Exercise instructions: Each line in the entries below that contains the word "format" counts once. Report how many there are and nothing more.

++++++++

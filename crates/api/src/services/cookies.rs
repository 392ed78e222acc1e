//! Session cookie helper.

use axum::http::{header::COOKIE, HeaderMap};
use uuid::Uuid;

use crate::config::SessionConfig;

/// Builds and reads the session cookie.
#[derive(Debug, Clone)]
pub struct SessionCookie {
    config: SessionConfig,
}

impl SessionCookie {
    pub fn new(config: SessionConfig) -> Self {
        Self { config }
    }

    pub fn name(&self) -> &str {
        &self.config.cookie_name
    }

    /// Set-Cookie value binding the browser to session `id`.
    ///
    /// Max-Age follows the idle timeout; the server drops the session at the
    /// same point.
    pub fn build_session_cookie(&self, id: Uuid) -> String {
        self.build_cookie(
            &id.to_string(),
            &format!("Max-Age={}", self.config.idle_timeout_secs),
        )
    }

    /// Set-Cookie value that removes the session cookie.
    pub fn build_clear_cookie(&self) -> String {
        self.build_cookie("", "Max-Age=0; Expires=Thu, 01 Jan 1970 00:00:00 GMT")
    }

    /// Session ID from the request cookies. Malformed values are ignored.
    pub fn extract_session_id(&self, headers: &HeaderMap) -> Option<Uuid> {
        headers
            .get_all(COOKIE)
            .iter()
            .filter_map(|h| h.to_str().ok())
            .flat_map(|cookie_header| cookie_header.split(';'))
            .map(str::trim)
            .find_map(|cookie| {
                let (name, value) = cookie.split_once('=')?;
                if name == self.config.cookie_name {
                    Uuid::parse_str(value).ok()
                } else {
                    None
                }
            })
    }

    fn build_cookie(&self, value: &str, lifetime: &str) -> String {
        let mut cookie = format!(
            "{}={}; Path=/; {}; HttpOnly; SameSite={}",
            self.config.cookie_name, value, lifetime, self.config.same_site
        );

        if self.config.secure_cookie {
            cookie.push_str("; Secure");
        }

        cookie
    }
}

++++++++

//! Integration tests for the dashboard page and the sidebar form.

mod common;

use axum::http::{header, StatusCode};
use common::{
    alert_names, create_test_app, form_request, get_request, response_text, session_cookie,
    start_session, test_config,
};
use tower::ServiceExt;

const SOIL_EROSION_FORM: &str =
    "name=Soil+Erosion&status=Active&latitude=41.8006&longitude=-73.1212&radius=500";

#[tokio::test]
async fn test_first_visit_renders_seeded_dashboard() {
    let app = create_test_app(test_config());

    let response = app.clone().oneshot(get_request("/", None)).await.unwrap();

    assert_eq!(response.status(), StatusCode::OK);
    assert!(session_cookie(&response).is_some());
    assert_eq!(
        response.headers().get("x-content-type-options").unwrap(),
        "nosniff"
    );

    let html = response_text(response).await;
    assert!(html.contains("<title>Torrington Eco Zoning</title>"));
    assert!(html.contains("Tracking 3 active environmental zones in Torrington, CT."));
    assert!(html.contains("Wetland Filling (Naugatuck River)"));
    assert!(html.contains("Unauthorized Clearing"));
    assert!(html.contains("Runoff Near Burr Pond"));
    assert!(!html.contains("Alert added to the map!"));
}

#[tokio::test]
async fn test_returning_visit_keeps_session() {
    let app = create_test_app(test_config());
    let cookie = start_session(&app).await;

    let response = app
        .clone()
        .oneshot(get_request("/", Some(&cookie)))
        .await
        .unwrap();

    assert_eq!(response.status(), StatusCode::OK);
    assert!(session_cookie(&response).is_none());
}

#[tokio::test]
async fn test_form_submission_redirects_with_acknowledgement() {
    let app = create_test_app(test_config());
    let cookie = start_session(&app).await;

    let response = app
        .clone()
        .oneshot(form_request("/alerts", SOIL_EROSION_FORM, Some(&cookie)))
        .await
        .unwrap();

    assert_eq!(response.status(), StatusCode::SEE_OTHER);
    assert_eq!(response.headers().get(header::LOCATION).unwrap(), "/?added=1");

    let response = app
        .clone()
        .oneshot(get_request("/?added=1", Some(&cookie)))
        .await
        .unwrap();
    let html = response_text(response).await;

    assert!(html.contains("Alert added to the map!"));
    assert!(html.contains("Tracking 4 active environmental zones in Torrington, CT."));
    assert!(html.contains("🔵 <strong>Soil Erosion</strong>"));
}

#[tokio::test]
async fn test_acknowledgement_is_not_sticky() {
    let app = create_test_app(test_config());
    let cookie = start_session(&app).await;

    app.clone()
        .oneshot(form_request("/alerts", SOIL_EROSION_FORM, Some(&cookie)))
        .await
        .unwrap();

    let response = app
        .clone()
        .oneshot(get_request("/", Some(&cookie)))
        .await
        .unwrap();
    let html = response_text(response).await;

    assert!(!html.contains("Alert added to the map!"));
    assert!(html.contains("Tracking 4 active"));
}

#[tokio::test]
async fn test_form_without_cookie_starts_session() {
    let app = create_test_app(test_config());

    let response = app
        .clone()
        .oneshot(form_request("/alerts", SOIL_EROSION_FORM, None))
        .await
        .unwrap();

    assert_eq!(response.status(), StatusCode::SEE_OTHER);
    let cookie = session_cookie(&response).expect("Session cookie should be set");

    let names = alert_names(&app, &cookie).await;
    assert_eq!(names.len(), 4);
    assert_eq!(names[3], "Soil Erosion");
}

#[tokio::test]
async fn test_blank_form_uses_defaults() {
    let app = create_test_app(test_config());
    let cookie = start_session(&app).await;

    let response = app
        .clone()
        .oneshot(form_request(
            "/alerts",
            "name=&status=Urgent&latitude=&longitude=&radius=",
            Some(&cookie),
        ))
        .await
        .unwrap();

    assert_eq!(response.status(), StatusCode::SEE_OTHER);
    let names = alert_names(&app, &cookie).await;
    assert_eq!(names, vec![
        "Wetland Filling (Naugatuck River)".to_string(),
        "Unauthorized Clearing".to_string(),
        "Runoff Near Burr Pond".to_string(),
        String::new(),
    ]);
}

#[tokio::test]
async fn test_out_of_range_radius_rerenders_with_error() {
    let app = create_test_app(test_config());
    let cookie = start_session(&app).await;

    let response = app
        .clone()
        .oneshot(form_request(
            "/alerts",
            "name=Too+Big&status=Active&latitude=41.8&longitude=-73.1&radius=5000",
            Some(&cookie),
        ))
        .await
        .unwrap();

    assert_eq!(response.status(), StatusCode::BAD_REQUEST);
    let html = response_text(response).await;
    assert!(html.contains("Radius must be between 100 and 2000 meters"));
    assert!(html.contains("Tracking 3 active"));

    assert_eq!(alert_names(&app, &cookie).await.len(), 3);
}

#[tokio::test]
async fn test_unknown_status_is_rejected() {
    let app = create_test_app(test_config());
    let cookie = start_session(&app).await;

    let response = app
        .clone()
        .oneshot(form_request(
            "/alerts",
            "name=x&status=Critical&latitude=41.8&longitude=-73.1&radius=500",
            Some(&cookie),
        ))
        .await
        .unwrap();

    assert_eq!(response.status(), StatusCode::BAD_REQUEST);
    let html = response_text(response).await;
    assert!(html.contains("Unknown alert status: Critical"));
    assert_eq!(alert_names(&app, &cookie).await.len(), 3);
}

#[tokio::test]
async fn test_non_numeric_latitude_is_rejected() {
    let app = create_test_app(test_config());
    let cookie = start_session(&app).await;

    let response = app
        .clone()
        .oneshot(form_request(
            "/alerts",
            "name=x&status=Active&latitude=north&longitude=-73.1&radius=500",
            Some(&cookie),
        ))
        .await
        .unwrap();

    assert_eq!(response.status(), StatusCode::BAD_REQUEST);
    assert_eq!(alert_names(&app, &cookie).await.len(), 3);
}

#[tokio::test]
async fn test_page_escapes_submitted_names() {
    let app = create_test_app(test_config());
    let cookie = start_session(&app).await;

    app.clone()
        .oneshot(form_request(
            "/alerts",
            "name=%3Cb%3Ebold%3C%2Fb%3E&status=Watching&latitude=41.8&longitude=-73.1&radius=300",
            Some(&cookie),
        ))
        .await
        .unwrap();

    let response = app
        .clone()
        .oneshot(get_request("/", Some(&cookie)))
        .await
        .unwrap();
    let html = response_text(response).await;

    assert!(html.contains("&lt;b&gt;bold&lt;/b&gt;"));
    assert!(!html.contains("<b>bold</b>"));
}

++++++++

Solution: 2